The winner is Mike Fowler
October 23, 2020 TRIVIA QUESTION
OK Bluegrass Trivia players, let’s switch gears a bit and play a Guessing Game based on the musings of that paragon of military bluegrass mountaineering, Colonel Buff-Orpington, who commands Dick Bowden’s Flying Circus.
Other than whipping disparate groups of musicians into fighting form for morale-boosting concerts of traditional bluegrass music at various military encampments; building the occasional hand-made wooden railroad bridge across jungle rivers; and preparing for the first ascent by a bluegrass band of the twin peaks of Mount Kilimanjaro; the Colonel is a noted philosopher on the current state of our beloved bluegrass music.
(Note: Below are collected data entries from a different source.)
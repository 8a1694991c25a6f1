// SPDX-License-Identifier: MIT
// Copyright (c) 2026 StarTuz
//
// Year aggregation behaviour: cumulative frames, totals and capacity guards.

use csolar_core::aggregate::{AggregateError, MapExtent, StatePolicy, YearIndex, YearRange};
use csolar_core::matcher::{match_coordinates, LocationIndex, LocationLookupRow};
use csolar_core::record::InstallationRecord;

fn lookup(rows: &[(&str, &str, f64, f64)]) -> LocationIndex {
    LocationIndex::from_rows(rows.iter().map(|&(state, city, lat, lng)| LocationLookupRow {
        state: state.to_string(),
        city: city.to_string(),
        lat,
        lng,
    }))
}

fn matched(mut records: Vec<InstallationRecord>) -> YearIndex {
    let index = lookup(&[
        ("CA", "Fresno", 36.75, -119.77),
        ("MA", "Boston", 42.36, -71.06),
        ("MN", "Duluth", 46.79, -92.10),
        ("HI", "Honolulu", 21.31, -157.86),
    ]);
    match_coordinates(&mut records, &index);
    YearIndex::new(records, YearRange::default())
}

fn sample() -> YearIndex {
    matched(vec![
        InstallationRecord::new(2015, "CA", "Fresno", 500.0),
        InstallationRecord::new(2008, "MA", "Boston", 120.0),
        InstallationRecord::new(2019, "MN", "Duluth", 1000.0),
        InstallationRecord::new(2012, "HI", "Honolulu", 75.0),
        InstallationRecord::new(2010, "MN", "Nowhere", 42.0),
        InstallationRecord::new(2015, "MA", "Boston", 60.0),
    ])
}

// =====================================================================
// Worked examples
// =====================================================================

#[test]
fn test_fresno_example() {
    let index = matched(vec![InstallationRecord::new(2015, "CA", "Fresno", 500.0)]);
    let rec = &index.records()[0];
    assert_eq!(rec.lat(), Some(36.75));
    assert_eq!(rec.lng(), Some(-119.77));

    let frame = index.frame(2015, StatePolicy::ContiguousOnly).unwrap();
    assert_eq!(frame.points.len(), 1);
    let point = &frame.points[0];
    assert_eq!(point.label, "Fresno, CA, 0.500(MW-AC)");
    assert_eq!(point.log_capacity_kw, 500f64.log10());
    assert!((point.log_capacity_kw - 2.699).abs() < 1e-3);
    assert_eq!((point.lat, point.lng), (36.75, -119.77));
}

#[test]
fn test_selected_year_before_any_record() {
    let index = matched(vec![InstallationRecord::new(2010, "CA", "Fresno", 500.0)]);
    let frame = index.frame(2006, StatePolicy::ContiguousOnly).unwrap();
    assert!(frame.is_empty());
    assert_eq!(frame.total_capacity_mw, 0.0);
    assert_eq!(frame.location_count, 0);
}

#[test]
fn test_zero_capacity_is_an_error() {
    let index = matched(vec![InstallationRecord::new(2015, "CA", "Fresno", 0.0)]);
    assert_eq!(
        index.frame(2024, StatePolicy::ContiguousOnly).unwrap_err(),
        AggregateError::NonPositiveCapacity {
            city: "Fresno".into(),
            state: "CA".into(),
            year: 2015,
            capacity_kw: 0.0,
        }
    );
    // Not yet connected in 2010, so log10 is never taken
    assert!(index.frame(2010, StatePolicy::ContiguousOnly).is_ok());
}

#[test]
fn test_negative_capacity_is_an_error() {
    let index = matched(vec![InstallationRecord::new(2015, "CA", "Fresno", -5.0)]);
    assert!(matches!(
        index.frame(2015, StatePolicy::AllStates),
        Err(AggregateError::NonPositiveCapacity { .. })
    ));
}

// =====================================================================
// Properties
// =====================================================================

#[test]
fn test_frames_are_monotonic() {
    let index = sample();
    for policy in [StatePolicy::ContiguousOnly, StatePolicy::AllStates] {
        let frames = index.timeline(policy).unwrap();
        for pair in frames.windows(2) {
            let (earlier, later) = (&pair[0], &pair[1]);
            assert!(earlier.total_capacity_mw <= later.total_capacity_mw);
            assert!(earlier.location_count <= later.location_count);
            // Each frame is a prefix of the next
            assert_eq!(
                &later.points[..earlier.points.len()],
                earlier.points.as_slice()
            );
        }
    }
}

#[test]
fn test_location_count_matches_points() {
    let index = sample();
    for frame in index.timeline(StatePolicy::AllStates).unwrap() {
        assert_eq!(frame.location_count, frame.points.len());
    }
}

#[test]
fn test_frame_is_idempotent() {
    let index = sample();
    let a = index.frame(2016, StatePolicy::ContiguousOnly).unwrap();
    let b = index.frame(2016, StatePolicy::ContiguousOnly).unwrap();
    assert_eq!(a, b);
}

#[test]
fn test_order_and_totals() {
    let index = sample();
    let frame = index.frame(2024, StatePolicy::ContiguousOnly).unwrap();
    let labels: Vec<&str> = frame.points.iter().map(|p| p.label.as_str()).collect();
    // Ascending year, input order within a year; Honolulu and the unmatched row are gone
    assert_eq!(
        labels,
        vec![
            "Boston, MA, 0.120(MW-AC)",
            "Fresno, CA, 0.500(MW-AC)",
            "Boston, MA, 0.060(MW-AC)",
            "Duluth, MN, 1.000(MW-AC)",
        ]
    );
    assert!((frame.total_capacity_mw - 1.68).abs() < 1e-12);
    assert_eq!(
        frame.summary(),
        "Year: 2024\nLocations: 4\nTotal MW-AC: 1.7"
    );
}

#[test]
fn test_hawaii_counts_only_under_all_states() {
    let index = sample();
    let contiguous = index.frame(2012, StatePolicy::ContiguousOnly).unwrap();
    let all = index.frame(2012, StatePolicy::AllStates).unwrap();
    assert_eq!(contiguous.location_count, 1);
    assert_eq!(all.location_count, 2);
    assert!((all.total_capacity_mw - contiguous.total_capacity_mw - 0.075).abs() < 1e-12);
}

#[test]
fn test_out_of_range_year() {
    let index = sample();
    assert_eq!(
        index.frame(2005, StatePolicy::AllStates).unwrap_err(),
        AggregateError::YearOutOfRange {
            year: 2005,
            first: 2006,
            last: 2024,
        }
    );
    assert!(index.frame(2025, StatePolicy::AllStates).is_err());
}

#[test]
fn test_outside_contiguous_view() {
    let index = sample();
    let frame = index.frame(2024, StatePolicy::AllStates).unwrap();
    assert_eq!(frame.outside(&MapExtent::contiguous_us()), 1);
}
Which of the following reflects the Colonel’s opinion on today’s bluegrass music, particularly as heard on Sirius/XM Bluegrass Junction and at IBMA World of Bluegrass? (As revealed over drams of whisky in a recent interview at the RCAF Officers Club.)
A. No bluegrass band should be permitted to have a lead singer, male or female, who doesn’t play an instrument! Mic-holding poseurs! BAHHHHH!!!
B. No bluegrass band should be permitted to have a mandolin player who chops on the “1” and “3” beats! HARRRUMMMPHHH!!
C. No bluegrass band should be permitted to write and perform a song with more than four chords, or any III chord in it!!! The BOUNDERS!!!!
D. No bluegrass band should be permitted to include, or even worse, FEATURE, 4 string Irish banjo playing!!! BLIMEY!!!!
E. No bluegrass band should be permitted to plug in all their instruments and swan about the stage like rock ‘n’ rollers while taking their solo. CRIKEY!!!
F. Shirt tails should be TUCKED IN for band photos and stage performances! For goodness sake…
G. The cello is RIGHT OUT!!!!!
H. All of the above
Additional Bowden Comments
Well, that was a bit of fun, eh? Thanks to all who precipitated.
I now would like to address a comment directly to Mr. Peter Conklin. While the Colonel and I both agree with you that statement B in indubitably correct (really, a horrible practice) perhaps you need a bit more exposure to the Colonel’s philosophy. Do let us know if you expect to be anywhere near the RCAF base in Hinton Alberta Canada this winter. The Colonel invites you to join him in the Officers Club for some philosophical chin music. Masks optional, don’t you know. The cigar and pipe smoke is highly anti-viral.
And congratulations to this week’s winner!
That’s H, All of the above, Colonel sir. Ask what a buff Orpington is. You’ll find out who the country folks are right quick.
All of the above, obviously.
H for sure. And the piano player cannot wear a Greek fisherman’s hat.
Ummm… Wild guess here…
H- All of the above
I am going with B
I can imagine Dick saying all of these things. My vote: all of the above.